### Aim of the task
The entries below are to be retyped exactly. Preserve every word.

━━━━━ Source material ━━━━━

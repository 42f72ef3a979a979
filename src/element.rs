use serde::{Deserialize, Serialize};
use std::fmt::{Debug, Display};

use crate::error::Error;

/**
 * All keyed elements of a datastructure implement this trait. They are
 * identified by a stable index that never changes for the lifetime of the
 * element, even as other elements are created and deleted around it.
 */
pub trait Handle: Copy + Eq + Ord + std::hash::Hash {
    /**
     * The index of the element.
     */
    fn index(&self) -> u64;
}

/**
 * Vertex key. Also used for the nodes of a [`Graph`](crate::Graph).
 */
#[derive(Copy, Clone, PartialEq, Eq, PartialOrd, Ord, Hash, Serialize, Deserialize)]
#[serde(transparent)]
pub struct VH {
    idx: u64,
}

/**
 * Face key.
 */
#[derive(Copy, Clone, PartialEq, Eq, PartialOrd, Ord, Hash, Serialize, Deserialize)]
#[serde(transparent)]
pub struct FH {
    idx: u64,
}

/**
 * Cell key.
 */
#[derive(Copy, Clone, PartialEq, Eq, PartialOrd, Ord, Hash, Serialize, Deserialize)]
#[serde(transparent)]
pub struct CH {
    idx: u64,
}

impl Handle for VH {
    fn index(&self) -> u64 {
        self.idx
    }
}

impl From<u64> for VH {
    fn from(idx: u64) -> Self {
        VH { idx }
    }
}

impl From<&u64> for VH {
    fn from(idx: &u64) -> Self {
        VH { idx: *idx }
    }
}

impl Handle for FH {
    fn index(&self) -> u64 {
        self.idx
    }
}

impl From<u64> for FH {
    fn from(idx: u64) -> Self {
        FH { idx }
    }
}

impl From<&u64> for FH {
    fn from(idx: &u64) -> Self {
        FH { idx: *idx }
    }
}

impl Handle for CH {
    fn index(&self) -> u64 {
        self.idx
    }
}

impl From<u64> for CH {
    fn from(idx: u64) -> Self {
        CH { idx }
    }
}

impl From<&u64> for CH {
    fn from(idx: &u64) -> Self {
        CH { idx: *idx }
    }
}

impl Display for VH {
    fn fmt(&self, f: &mut std::fmt::Formatter<'_>) -> std::fmt::Result {
        write!(f, "VH({})", self.index())
    }
}

impl Display for FH {
    fn fmt(&self, f: &mut std::fmt::Formatter<'_>) -> std::fmt::Result {
        write!(f, "FH({})", self.index())
    }
}

impl Display for CH {
    fn fmt(&self, f: &mut std::fmt::Formatter<'_>) -> std::fmt::Result {
        write!(f, "CH({})", self.index())
    }
}

impl Debug for VH {
    fn fmt(&self, f: &mut std::fmt::Formatter<'_>) -> std::fmt::Result {
        write!(f, "VH({})", self.index())
    }
}

impl Debug for FH {
    fn fmt(&self, f: &mut std::fmt::Formatter<'_>) -> std::fmt::Result {
        write!(f, "FH({})", self.index())
    }
}

impl Debug for CH {
    fn fmt(&self, f: &mut std::fmt::Formatter<'_>) -> std::fmt::Result {
        write!(f, "CH({})", self.index())
    }
}

/// Issues keys for one kind of element.
///
/// Auto-allocated keys are monotonic: the allocator hands out `max_used + 1`
/// (0 when nothing was ever allocated) and never reuses a retired key. An
/// explicitly supplied key advances the counter past itself, so later auto
/// keys cannot collide with it. Vertex, face and cell keys come from separate
/// allocators and live in separate namespaces.
#[derive(Clone, Copy, Debug, Default, PartialEq, Eq, Serialize, Deserialize)]
pub(crate) struct KeyAllocator {
    next: u64,
}

impl KeyAllocator {
    pub fn new() -> Self {
        KeyAllocator { next: 0 }
    }

    pub fn from_next(next: u64) -> Self {
        KeyAllocator { next }
    }

    /// Allocate the next auto key.
    pub fn fresh<H: Handle + From<u64>>(&mut self) -> H {
        let k = self.next;
        self.next += 1;
        k.into()
    }

    /// Record an explicitly supplied key.
    ///
    /// The caller must check the key against its live set first; this only
    /// moves the counter so auto keys stay collision-free.
    pub fn claim<H: Handle>(&mut self, key: H) {
        self.next = self.next.max(key.index() + 1);
    }

    /// Allocate a key, honoring an explicit request.
    ///
    /// `is_live` reports whether a key is currently in use; an explicit key
    /// that is live fails with [`Error::KeyCollision`]. Explicit reuse of a
    /// retired key is allowed.
    pub fn allocate<H, F>(&mut self, explicit: Option<H>, is_live: F) -> Result<H, Error>
    where
        H: Handle + From<u64>,
        F: Fn(H) -> bool,
    {
        match explicit {
            Some(key) => {
                if is_live(key) {
                    return Err(Error::KeyCollision(key.index()));
                }
                self.claim(key);
                Ok(key)
            }
            None => Ok(self.fresh()),
        }
    }

    pub fn next_key(&self) -> u64 {
        self.next
    }
}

━━━━━

### Reply
repository 42f72ef3a979a979
filename src/element.rs
use serde::{Deserialize, Serialize};
use std::fmt::{Debug, Display};

use crate::error::Error;

/**
 * All keyed elements of a datastructure implement this trait. They are
 * identified by a stable index that never changes for the lifetime of the
 * element, even as other elements are created and deleted around it.
 */
pub trait Handle: Copy + Eq + Ord + std::hash::Hash {
    /**
     * The index of the element.
     */
    fn index(&self) -> u64;
}

/**
 * Vertex key. Also used for the nodes of a [`Graph`](crate::Graph).
 */
#[derive(Copy, Clone, PartialEq, Eq, PartialOrd, Ord, Hash, Serialize, Deserialize)]
#[serde(transparent)]
pub struct VH {
    idx: u64,
}

/**
 * Face key.
 */
#[derive(Copy, Clone, PartialEq, Eq, PartialOrd, Ord, Hash, Serialize, Deserialize)]
#[serde(transparent)]
pub struct FH {
    idx: u64,
}

/**
 * Cell key.
 */
#[derive(Copy, Clone, PartialEq, Eq, PartialOrd, Ord, Hash, Serialize, Deserialize)]
#[serde(transparent)]
pub struct CH {
    idx: u64,
}

impl Handle for VH {
    fn index(&self) -> u64 {
        self.idx
    }
}

impl From<u64> for VH {
    fn from(idx: u64) -> Self {
        VH { idx }
    }
}

impl From<&u64> for VH {
    fn from(idx: &u64) -> Self {
        VH { idx: *idx }
    }
}

impl Handle for FH {
    fn index(&self) -> u64 {
        self.idx
    }
}

impl From<u64> for FH {
    fn from(idx: u64) -> Self {
        FH { idx }
    }
}

impl From<&u64> for FH {
    fn from(idx: &u64) -> Self {
        FH { idx: *idx }
    }
}

impl Handle for CH {
    fn index(&self) -> u64 {
        self.idx
    }
}

impl From<u64> for CH {
    fn from(idx: u64) -> Self {
        CH { idx }
    }
}

impl From<&u64> for CH {
    fn from(idx: &u64) -> Self {
        CH { idx: *idx }
    }
}

impl Display for VH {
    fn fmt(&self, f: &mut std::fmt::Formatter<'_>) -> std::fmt::Result {
        write!(f, "VH({})", self.index())
    }
}

impl Display for FH {
    fn fmt(&self, f: &mut std::fmt::Formatter<'_>) -> std::fmt::Result {
        write!(f, "FH({})", self.index())
    }
}

impl Display for CH {
    fn fmt(&self, f: &mut std::fmt::Formatter<'_>) -> std::fmt::Result {
        write!(f, "CH({})", self.index())
    }
}

impl Debug for VH {
    fn fmt(&self, f: &mut std::fmt::Formatter<'_>) -> std::fmt::Result {
        write!(f, "VH({})", self.index())
    }
}

impl Debug for FH {
    fn fmt(&self, f: &mut std::fmt::Formatter<'_>) -> std::fmt::Result {
        write!(f, "FH({})", self.index())
    }
}

impl Debug for CH {
    fn fmt(&self, f: &mut std::fmt::Formatter<'_>) -> std::fmt::Result {
        write!(f, "CH({})", self.index())
    }
}

/// Issues keys for one kind of element.
///
/// Auto-allocated keys are monotonic: the allocator hands out `max_used + 1`
/// (0 when nothing was ever allocated) and never reuses a retired key. An
/// explicitly supplied key advances the counter past itself, so later auto
/// keys cannot collide with it. Vertex, face and cell keys come from separate
/// allocators and live in separate namespaces.
#[derive(Clone, Copy, Debug, Default, PartialEq, Eq, Serialize, Deserialize)]
pub(crate) struct KeyAllocator {
    next: u64,
}

impl KeyAllocator {
    pub fn new() -> Self {
        KeyAllocator { next: 0 }
    }

    pub fn from_next(next: u64) -> Self {
        KeyAllocator { next }
    }

    /// Allocate the next auto key.
    pub fn fresh<H: Handle + From<u64>>(&mut self) -> H {
        let k = self.next;
        self.next += 1;
        k.into()
    }

    /// Record an explicitly supplied key.
    ///
    /// The caller must check the key against its live set first; this only
    /// moves the counter so auto keys stay collision-free.
    pub fn claim<H: Handle>(&mut self, key: H) {
        self.next = self.next.max(key.index() + 1);
    }

    /// Allocate a key, honoring an explicit request.
    ///
    /// `is_live` reports whether a key is currently in use; an explicit key
    /// that is live fails with [`Error::KeyCollision`]. Explicit reuse of a
    /// retired key is allowed.
    pub fn allocate<H, F>(&mut self, explicit: Option<H>, is_live: F) -> Result<H, Error>
    where
        H: Handle + From<u64>,
        F: Fn(H) -> bool,
    {
        match explicit {
            Some(key) => {
                if is_live(key) {
                    return Err(Error::KeyCollision(key.index()));
                }
                self.claim(key);
                Ok(key)
            }
            None => Ok(self.fresh()),
        }
    }

    pub fn next_key(&self) -> u64 {
        self.next
    }
}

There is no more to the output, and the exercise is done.